This is particularly evident in A. Baixinho and T. Blom’s audio paper ‘Mountain meets urban waterfront’. By combining field recordings from Hallingskarvet mountain and an urban waterfront atmosphere, with the site-specific real-time sounds of Islands Brygge, they explore how the pre-existing aural environment integrates with the invading sonic composition. An experiment in sounds as place-making. There is no escaping the situational limitations of the soundscapes used. However, when combined a new perspective is created, and differences both merge and become known.
4. The audio paper evokes affects and sensations.
Feelings and sensations are present in the audio paper and work side by side with the semantics of language and sound.
The aesthetic, material aspects of the audio paper produce affects and sensations in the listener.
sonic materiality induces presence.
The relation between cognitive reason and bodily sensations.
It does not represent lived processes so much as it participates in actively shaping processes.
Academic knowledge that is felt and processed temporally.

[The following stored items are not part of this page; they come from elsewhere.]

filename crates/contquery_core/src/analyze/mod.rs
//! Statement level analysis shared by the planner and the query splitter.
pub mod classifier;
pub mod streaming;

use contquery_parser::ast::{Expr, SelectExpr};

/// Name given to expressions without a natural column name.
pub const UNNAMED_COLUMN: &str = "?column?";

/// Output column name of a projection.
pub fn output_name(select_expr: &SelectExpr) -> String {
    match select_expr {
        SelectExpr::AliasedExpr(_, alias) => alias.value.clone(),
        SelectExpr::Expr(expr) => expr_output_name(expr),
        SelectExpr::Wildcard => "*".to_string(),
    }
}

/// Column name an unaliased expression produces.
pub fn expr_output_name(expr: &Expr) -> String {
    match expr.unnested() {
        Expr::Ident(ident) => ident.value.clone(),
        Expr::CompoundIdent(parts) => match parts.last() {
            Some(last) => last.value.clone(),
            None => UNNAMED_COLUMN.to_string(),
        },
        Expr::Function(func) => func.name().to_string(),
        Expr::Cast { expr, .. } => expr_output_name(expr),
        _ => UNNAMED_COLUMN.to_string(),
    }
}

/// Column name referenced by an expression, if it's a plain column
/// reference.
pub fn column_ref_name(expr: &Expr) -> Option<&str> {
    match expr.unnested() {
        Expr::Ident(ident) => Some(ident.as_str()),
        Expr::CompoundIdent(parts) => parts.last().map(|p| p.as_str()),
        _ => None,
    }
}

/// If the expression references any column.
pub fn references_columns(expr: &Expr) -> bool {
    expr.any(&mut |e| matches!(e, Expr::Ident(_) | Expr::CompoundIdent(_)))
}
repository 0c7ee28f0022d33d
pub mod session;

The audio paper ‘Hearing on the verge: cuing and aligning with the movement of the audible’ is a clear representative of temporal experience. We are engaged by listening to another’s movement. We are transported from our, perhaps, present mundane sensory affectations, and transported to a different sonic context. We explore the semantics of listening in movement here, through both academic reflection and bodily sensation. Our engagement is intensified and given a different dimension. An expanded mode of listening across space-time and across situated milieu of hearing.
5. The audio paper is multifocal; it assembles diverse and often heterogeneous voices.
It is not necessarily narrated from the perspective of a one dimensional protagonist.
Research questions and arguments are developed within academic frameworks, while the presentation can take various forms.
Dramaturgical complexities that not only function as a representational and performative tool but also integrates the overall academic argument in the representation itself.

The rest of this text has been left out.